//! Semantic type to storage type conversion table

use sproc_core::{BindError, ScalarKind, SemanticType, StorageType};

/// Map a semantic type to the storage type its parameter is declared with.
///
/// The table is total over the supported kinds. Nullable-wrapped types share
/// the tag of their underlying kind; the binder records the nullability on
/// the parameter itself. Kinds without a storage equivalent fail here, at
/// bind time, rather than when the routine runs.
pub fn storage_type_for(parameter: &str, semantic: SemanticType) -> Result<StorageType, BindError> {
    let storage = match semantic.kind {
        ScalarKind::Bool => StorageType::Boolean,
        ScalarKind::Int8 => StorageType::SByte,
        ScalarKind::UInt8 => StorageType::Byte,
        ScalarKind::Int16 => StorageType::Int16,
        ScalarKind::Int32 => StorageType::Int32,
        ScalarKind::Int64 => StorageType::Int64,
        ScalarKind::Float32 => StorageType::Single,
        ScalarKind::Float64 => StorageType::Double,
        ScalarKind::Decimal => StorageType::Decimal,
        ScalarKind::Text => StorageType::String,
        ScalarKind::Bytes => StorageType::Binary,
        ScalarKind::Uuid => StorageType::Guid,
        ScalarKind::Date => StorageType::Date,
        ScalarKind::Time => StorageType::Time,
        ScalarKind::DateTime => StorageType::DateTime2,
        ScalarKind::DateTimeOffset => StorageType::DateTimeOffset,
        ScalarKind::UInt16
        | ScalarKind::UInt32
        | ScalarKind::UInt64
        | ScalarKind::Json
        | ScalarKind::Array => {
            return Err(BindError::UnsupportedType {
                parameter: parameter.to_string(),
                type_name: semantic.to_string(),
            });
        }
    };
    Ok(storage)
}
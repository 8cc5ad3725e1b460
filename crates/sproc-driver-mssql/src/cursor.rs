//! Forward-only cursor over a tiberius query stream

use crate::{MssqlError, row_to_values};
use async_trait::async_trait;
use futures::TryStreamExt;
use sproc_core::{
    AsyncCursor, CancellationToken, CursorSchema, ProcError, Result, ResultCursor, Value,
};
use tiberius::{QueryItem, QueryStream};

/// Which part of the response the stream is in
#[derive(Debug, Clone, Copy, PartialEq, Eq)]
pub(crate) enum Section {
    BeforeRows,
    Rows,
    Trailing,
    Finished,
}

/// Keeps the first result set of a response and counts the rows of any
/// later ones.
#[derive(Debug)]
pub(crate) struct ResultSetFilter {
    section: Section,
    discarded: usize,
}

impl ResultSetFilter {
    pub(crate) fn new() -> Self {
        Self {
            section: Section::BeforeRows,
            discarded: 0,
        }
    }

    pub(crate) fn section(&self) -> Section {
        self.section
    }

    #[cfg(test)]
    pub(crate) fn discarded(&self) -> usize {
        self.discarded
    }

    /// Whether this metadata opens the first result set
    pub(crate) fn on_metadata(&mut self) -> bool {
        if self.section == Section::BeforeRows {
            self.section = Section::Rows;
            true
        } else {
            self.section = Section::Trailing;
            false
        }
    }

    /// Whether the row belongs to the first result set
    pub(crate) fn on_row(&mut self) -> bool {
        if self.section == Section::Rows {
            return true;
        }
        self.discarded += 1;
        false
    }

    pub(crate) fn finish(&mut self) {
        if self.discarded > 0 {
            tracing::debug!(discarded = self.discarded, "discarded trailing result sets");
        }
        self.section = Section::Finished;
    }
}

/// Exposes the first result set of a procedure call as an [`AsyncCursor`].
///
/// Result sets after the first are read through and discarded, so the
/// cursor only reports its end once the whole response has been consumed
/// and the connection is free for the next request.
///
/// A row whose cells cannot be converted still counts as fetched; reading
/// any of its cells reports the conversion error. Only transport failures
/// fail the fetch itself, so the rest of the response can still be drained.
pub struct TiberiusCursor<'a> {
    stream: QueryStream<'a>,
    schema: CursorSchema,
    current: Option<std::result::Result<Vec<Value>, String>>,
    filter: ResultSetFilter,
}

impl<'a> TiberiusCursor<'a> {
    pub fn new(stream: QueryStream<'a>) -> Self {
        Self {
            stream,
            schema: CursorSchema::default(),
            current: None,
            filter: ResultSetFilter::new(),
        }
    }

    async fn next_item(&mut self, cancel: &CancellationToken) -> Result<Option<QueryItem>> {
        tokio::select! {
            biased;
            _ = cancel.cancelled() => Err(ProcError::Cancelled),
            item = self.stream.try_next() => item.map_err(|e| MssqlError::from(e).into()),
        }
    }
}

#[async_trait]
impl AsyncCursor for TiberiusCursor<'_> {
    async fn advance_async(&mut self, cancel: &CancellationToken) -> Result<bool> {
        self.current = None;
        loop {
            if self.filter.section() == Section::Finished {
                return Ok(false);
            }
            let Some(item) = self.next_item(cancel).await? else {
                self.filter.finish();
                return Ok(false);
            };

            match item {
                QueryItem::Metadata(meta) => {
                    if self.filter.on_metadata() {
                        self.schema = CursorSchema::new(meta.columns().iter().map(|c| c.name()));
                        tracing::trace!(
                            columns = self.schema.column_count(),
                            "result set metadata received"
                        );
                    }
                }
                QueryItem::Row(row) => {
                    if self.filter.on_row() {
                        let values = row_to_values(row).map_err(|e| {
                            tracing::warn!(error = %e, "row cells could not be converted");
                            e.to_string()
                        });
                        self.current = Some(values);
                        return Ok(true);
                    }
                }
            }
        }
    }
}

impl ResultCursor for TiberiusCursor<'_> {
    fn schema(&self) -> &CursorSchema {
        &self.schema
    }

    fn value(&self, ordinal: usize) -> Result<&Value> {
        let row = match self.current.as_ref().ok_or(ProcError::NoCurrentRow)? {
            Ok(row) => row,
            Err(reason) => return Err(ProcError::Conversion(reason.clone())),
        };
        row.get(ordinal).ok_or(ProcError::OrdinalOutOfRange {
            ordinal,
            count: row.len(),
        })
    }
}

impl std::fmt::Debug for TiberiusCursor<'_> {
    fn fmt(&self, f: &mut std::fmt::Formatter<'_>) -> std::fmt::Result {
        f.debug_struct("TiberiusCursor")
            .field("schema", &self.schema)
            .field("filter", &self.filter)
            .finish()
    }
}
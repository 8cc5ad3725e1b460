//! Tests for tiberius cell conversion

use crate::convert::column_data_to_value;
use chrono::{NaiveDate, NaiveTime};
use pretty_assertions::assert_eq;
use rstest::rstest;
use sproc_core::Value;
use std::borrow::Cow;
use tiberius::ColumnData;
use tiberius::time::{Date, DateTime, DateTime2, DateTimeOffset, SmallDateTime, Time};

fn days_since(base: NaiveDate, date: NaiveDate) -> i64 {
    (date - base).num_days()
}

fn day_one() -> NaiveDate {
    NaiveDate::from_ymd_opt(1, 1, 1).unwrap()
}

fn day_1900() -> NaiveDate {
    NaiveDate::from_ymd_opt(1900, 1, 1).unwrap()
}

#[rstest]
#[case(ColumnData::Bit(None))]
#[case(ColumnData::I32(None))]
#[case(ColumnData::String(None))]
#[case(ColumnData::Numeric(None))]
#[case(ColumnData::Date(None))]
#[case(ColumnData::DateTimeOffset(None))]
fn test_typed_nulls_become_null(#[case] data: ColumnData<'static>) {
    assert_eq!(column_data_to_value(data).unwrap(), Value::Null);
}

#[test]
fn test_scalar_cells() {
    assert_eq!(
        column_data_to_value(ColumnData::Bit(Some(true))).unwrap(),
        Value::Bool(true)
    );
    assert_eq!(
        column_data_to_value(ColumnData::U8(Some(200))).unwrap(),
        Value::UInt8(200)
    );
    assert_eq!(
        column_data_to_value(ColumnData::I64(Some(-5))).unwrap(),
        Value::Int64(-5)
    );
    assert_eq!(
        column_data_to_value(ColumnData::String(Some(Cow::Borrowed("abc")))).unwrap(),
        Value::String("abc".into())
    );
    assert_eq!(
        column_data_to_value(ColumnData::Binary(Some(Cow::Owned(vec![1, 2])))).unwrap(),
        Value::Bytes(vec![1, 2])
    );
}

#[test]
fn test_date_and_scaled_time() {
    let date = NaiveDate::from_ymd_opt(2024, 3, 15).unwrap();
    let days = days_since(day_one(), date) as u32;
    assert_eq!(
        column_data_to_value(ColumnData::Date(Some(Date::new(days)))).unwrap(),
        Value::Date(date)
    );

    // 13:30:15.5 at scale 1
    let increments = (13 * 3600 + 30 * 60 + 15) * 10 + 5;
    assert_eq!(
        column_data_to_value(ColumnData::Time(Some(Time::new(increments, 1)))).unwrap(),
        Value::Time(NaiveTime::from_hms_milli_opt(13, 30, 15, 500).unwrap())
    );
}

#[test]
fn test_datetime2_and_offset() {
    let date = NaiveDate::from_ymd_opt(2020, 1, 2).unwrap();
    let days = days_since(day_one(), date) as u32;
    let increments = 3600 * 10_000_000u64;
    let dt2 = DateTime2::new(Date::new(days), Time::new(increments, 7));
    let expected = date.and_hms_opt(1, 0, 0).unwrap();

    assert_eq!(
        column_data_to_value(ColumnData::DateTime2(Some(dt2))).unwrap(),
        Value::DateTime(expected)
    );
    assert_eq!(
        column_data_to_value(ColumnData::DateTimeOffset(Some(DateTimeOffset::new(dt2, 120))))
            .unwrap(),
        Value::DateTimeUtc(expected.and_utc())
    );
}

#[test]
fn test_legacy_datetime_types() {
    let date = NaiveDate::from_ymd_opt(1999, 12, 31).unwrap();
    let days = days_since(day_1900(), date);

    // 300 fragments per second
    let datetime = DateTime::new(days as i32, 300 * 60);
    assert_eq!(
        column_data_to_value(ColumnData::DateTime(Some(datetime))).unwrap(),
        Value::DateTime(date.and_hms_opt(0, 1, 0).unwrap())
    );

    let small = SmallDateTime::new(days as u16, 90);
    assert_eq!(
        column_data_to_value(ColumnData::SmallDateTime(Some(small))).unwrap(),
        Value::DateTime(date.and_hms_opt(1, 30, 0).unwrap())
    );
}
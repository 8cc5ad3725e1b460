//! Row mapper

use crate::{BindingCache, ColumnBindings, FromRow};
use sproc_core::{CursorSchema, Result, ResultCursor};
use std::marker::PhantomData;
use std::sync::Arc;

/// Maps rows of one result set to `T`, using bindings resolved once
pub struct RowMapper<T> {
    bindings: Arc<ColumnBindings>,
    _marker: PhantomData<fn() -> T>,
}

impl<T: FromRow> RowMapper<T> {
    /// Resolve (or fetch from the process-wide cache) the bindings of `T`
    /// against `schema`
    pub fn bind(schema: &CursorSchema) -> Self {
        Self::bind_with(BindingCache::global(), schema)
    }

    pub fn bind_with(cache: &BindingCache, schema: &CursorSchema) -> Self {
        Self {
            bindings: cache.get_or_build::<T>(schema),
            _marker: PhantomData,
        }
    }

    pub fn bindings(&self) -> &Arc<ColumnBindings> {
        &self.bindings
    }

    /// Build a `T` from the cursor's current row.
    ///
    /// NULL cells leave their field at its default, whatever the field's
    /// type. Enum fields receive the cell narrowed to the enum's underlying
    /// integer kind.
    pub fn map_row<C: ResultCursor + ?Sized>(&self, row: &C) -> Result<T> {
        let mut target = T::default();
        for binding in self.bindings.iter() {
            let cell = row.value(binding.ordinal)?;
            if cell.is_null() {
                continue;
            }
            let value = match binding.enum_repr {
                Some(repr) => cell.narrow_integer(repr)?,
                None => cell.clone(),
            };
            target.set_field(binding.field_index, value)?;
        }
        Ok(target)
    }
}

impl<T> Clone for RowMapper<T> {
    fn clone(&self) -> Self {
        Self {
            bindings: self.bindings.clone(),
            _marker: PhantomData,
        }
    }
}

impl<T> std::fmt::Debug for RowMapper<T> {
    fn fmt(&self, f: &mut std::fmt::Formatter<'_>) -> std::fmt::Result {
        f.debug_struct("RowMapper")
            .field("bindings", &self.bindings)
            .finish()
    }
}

__TRY IT__. The word "current" may turn up on some lines of these records; say how many, with no other words.

__OUTPUT BELOW__. 6